■ Exercise requirements
Please show every line from the entries that carries the word "Unauthorized".

Saved entries:
● ● ● ● ●

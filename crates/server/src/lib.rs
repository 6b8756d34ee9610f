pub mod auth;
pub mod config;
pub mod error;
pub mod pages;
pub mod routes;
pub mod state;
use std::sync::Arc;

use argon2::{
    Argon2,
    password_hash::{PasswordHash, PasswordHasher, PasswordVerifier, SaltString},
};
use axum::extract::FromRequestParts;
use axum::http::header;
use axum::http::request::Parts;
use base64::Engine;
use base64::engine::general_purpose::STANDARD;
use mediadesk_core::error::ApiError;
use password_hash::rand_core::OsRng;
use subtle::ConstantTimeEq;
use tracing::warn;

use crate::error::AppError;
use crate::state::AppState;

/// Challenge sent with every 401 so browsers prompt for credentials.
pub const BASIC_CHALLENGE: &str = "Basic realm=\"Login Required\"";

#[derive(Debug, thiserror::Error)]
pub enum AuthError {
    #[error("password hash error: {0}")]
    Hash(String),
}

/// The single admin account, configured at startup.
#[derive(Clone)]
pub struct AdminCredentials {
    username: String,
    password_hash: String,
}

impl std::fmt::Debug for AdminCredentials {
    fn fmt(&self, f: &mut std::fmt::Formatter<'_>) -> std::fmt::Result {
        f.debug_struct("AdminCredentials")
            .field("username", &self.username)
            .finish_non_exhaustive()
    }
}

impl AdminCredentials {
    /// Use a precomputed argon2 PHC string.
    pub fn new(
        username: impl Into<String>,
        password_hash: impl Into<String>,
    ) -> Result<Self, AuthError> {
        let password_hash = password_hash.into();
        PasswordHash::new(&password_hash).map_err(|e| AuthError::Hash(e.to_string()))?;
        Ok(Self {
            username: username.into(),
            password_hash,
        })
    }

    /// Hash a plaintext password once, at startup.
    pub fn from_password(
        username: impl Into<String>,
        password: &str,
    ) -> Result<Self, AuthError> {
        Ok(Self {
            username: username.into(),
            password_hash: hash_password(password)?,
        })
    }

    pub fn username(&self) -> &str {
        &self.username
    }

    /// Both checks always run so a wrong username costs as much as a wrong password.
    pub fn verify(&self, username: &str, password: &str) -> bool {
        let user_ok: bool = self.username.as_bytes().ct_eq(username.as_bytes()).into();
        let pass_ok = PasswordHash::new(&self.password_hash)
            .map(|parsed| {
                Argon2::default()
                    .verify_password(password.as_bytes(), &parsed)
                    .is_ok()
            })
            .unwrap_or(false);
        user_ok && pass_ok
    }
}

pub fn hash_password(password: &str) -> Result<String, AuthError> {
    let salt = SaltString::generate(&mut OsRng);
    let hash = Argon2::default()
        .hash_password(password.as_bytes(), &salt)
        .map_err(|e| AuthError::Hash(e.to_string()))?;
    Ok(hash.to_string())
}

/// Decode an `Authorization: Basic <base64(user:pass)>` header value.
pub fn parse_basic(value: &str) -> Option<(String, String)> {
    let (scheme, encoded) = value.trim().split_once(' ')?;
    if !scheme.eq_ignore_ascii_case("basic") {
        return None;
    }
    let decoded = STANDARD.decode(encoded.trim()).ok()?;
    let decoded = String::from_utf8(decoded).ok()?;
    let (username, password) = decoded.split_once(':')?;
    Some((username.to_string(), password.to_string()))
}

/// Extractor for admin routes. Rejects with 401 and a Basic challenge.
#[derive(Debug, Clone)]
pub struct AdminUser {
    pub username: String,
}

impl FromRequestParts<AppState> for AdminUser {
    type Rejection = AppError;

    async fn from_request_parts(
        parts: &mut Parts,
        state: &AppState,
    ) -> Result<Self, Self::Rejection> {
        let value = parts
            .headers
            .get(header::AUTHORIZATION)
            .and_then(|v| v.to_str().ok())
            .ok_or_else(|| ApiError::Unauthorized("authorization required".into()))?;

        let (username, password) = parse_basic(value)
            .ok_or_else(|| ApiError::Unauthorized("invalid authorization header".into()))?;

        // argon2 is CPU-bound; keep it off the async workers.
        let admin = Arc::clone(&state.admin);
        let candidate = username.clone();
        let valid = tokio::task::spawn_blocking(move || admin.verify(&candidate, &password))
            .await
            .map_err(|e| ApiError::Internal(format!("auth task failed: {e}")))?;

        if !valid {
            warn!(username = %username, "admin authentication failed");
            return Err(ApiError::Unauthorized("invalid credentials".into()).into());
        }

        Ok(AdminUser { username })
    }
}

● ● ● ● ●

■ Written answer
            .ok_or_else(|| ApiError::Unauthorized("authorization required".into()))?;
            .ok_or_else(|| ApiError::Unauthorized("invalid authorization header".into()))?;
            return Err(ApiError::Unauthorized("invalid credentials".into()).into());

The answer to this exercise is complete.